Records shown -
★ ★ ★

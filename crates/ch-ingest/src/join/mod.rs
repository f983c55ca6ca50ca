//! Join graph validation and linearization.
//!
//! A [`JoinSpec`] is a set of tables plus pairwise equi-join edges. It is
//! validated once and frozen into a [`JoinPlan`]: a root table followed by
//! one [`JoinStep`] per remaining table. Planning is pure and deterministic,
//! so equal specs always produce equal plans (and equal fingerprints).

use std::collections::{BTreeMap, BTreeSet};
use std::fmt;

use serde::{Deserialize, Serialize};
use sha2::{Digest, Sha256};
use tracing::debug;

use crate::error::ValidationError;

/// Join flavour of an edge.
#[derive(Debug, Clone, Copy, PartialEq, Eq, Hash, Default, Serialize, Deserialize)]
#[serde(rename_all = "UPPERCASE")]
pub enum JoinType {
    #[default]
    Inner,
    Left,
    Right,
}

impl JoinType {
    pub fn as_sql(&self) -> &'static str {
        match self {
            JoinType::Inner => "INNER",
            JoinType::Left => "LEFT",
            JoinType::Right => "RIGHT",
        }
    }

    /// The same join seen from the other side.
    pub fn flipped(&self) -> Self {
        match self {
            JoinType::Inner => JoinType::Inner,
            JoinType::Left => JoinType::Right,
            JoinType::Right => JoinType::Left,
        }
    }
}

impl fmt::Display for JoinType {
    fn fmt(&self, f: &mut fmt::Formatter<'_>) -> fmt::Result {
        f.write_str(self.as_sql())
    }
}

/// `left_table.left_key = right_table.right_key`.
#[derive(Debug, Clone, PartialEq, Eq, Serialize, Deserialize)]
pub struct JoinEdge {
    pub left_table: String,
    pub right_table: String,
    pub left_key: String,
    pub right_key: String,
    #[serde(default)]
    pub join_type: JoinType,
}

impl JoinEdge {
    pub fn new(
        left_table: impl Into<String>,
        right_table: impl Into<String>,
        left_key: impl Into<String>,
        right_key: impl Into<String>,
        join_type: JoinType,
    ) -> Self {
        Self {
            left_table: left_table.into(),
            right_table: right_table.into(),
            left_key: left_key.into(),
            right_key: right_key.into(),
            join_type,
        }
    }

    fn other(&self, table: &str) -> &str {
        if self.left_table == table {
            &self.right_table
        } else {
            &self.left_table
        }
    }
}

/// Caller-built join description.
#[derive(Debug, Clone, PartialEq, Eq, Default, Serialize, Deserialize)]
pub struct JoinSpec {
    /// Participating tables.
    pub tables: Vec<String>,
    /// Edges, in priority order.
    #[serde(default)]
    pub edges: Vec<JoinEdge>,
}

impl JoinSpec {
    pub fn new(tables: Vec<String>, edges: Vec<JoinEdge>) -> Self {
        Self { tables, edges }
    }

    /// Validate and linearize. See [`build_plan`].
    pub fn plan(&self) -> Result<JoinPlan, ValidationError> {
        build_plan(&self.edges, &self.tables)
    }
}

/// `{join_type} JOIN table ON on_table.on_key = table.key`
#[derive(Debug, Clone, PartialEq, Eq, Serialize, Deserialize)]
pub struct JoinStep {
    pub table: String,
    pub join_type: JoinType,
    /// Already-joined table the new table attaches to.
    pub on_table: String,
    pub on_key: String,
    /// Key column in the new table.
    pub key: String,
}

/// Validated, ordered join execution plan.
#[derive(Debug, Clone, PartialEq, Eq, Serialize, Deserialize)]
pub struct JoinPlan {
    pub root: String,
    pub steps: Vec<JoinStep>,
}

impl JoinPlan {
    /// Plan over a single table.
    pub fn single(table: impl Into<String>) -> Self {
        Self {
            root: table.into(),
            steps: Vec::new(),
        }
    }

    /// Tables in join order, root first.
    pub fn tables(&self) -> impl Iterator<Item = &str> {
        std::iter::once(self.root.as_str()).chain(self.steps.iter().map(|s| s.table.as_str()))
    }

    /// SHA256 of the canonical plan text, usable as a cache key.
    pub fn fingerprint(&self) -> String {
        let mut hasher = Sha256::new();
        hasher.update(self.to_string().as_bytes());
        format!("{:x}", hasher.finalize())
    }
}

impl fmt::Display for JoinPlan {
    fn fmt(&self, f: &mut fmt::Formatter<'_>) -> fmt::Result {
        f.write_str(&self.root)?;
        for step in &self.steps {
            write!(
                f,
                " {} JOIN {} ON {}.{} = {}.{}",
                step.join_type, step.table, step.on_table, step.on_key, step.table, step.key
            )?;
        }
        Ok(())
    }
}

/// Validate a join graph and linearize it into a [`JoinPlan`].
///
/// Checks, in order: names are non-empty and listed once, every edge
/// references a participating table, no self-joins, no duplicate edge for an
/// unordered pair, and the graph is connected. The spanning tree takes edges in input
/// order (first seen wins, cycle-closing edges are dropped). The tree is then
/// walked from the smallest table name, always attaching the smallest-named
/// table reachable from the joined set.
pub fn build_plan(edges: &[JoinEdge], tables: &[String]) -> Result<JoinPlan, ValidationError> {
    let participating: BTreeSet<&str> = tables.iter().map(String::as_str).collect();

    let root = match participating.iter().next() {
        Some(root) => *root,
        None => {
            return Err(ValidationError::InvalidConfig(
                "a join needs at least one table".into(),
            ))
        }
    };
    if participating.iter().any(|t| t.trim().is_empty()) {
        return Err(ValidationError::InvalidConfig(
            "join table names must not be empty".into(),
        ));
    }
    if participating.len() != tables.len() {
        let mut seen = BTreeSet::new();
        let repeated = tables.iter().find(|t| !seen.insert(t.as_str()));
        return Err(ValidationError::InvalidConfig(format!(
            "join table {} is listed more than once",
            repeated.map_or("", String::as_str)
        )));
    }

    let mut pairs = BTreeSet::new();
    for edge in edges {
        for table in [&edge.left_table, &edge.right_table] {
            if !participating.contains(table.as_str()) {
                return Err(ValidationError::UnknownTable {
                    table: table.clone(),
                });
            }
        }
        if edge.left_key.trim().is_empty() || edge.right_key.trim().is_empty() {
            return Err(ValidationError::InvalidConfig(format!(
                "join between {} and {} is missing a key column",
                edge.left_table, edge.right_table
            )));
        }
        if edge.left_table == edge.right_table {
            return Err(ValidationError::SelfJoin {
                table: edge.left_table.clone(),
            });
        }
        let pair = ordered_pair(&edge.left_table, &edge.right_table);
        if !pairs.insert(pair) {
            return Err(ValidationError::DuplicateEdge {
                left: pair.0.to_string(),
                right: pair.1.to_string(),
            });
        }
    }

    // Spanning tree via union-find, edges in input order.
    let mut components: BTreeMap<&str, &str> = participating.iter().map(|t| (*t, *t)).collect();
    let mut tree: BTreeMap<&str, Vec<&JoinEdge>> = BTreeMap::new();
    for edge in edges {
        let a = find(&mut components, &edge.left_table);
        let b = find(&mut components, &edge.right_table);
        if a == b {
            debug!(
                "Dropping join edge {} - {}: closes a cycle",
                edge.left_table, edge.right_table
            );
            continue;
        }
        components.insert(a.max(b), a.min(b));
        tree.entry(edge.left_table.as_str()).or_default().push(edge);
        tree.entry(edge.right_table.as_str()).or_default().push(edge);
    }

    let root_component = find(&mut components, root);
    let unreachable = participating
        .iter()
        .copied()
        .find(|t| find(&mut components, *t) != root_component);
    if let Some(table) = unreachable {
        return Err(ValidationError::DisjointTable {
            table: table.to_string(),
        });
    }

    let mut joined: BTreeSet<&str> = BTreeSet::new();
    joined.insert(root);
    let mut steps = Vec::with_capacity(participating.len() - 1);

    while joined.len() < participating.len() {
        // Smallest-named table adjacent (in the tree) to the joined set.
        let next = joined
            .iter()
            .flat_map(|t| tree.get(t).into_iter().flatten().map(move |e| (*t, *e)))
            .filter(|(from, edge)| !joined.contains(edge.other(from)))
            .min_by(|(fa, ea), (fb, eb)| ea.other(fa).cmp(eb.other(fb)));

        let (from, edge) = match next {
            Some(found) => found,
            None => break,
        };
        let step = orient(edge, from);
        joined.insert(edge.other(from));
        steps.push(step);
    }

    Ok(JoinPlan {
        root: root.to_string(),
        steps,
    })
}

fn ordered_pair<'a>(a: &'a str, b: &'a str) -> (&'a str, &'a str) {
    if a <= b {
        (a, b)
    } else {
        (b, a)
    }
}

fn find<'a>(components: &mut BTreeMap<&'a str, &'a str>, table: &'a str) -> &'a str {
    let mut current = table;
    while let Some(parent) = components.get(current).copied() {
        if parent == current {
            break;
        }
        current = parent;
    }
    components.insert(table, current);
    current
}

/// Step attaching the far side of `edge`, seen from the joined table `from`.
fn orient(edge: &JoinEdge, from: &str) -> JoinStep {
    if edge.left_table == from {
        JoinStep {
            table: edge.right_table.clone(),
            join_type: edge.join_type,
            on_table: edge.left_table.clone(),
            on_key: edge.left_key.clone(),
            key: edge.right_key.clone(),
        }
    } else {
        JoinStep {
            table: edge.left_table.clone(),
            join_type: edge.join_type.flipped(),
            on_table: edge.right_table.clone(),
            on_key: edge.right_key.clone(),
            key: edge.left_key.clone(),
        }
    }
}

★ ★ ★

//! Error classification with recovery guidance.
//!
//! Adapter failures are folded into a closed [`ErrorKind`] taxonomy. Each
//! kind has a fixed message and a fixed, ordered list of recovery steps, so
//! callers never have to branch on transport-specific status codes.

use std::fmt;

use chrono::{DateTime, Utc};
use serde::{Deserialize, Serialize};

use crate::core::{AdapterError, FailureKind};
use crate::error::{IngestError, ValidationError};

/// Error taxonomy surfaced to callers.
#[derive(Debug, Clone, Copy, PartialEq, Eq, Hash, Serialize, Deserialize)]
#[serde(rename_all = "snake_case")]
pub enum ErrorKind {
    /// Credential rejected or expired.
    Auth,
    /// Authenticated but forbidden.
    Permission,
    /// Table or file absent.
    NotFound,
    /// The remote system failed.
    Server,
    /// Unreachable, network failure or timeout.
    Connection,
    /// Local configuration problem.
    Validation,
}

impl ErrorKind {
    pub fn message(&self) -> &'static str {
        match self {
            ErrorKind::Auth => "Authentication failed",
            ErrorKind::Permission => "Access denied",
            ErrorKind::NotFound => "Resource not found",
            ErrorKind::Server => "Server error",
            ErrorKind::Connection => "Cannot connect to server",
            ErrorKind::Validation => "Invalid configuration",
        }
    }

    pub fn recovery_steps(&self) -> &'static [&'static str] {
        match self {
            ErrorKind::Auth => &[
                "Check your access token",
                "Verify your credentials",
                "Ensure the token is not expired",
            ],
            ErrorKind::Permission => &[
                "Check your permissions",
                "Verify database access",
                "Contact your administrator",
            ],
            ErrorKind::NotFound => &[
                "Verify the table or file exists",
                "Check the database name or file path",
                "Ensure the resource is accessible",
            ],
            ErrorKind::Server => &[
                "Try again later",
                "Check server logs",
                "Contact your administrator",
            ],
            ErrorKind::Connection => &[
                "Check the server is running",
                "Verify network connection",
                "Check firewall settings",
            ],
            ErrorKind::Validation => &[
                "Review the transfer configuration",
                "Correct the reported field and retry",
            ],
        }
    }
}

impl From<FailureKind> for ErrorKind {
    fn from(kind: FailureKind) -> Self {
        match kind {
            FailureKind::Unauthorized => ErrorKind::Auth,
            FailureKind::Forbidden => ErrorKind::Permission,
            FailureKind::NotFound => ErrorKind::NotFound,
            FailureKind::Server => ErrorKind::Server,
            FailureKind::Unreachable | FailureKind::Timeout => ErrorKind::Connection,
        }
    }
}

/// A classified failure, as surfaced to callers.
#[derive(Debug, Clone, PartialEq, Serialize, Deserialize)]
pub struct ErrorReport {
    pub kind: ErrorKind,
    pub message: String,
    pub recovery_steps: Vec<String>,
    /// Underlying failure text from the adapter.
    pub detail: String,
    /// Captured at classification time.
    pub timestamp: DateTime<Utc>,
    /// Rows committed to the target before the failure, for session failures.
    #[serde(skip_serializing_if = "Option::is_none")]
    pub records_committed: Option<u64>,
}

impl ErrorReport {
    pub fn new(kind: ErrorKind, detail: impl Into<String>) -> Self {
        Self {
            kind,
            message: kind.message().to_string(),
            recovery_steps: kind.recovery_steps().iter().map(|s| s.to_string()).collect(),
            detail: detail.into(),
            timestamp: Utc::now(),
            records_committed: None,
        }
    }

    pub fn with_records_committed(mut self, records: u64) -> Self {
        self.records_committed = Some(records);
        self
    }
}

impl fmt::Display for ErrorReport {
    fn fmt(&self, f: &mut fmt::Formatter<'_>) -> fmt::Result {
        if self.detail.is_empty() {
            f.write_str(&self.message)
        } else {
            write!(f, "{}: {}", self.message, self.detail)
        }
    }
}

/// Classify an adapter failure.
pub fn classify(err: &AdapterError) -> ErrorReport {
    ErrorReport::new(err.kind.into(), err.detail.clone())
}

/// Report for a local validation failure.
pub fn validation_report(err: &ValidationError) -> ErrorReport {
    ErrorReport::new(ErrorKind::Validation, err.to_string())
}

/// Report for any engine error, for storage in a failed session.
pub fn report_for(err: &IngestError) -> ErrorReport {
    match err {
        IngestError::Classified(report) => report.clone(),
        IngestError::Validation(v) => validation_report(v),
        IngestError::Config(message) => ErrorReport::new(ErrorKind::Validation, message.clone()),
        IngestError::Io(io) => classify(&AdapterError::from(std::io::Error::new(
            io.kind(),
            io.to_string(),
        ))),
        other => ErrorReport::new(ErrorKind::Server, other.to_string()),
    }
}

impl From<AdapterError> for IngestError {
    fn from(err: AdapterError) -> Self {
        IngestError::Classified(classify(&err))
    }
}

★ ★ ★

What to produce - All lines above from the one with "filename crates/ch-ingest/src/join/mod.rs" to the one with "table followed by", inclusive, should be copied exactly, and no other lines.

Reply to the exercise -
filename crates/ch-ingest/src/join/mod.rs
repository f983c55ca6ca50ca
//! Join graph validation and linearization.
//!
//! A [`JoinSpec`] is a set of tables plus pairwise equi-join edges. It is
//! validated once and frozen into a [`JoinPlan`]: a root table followed by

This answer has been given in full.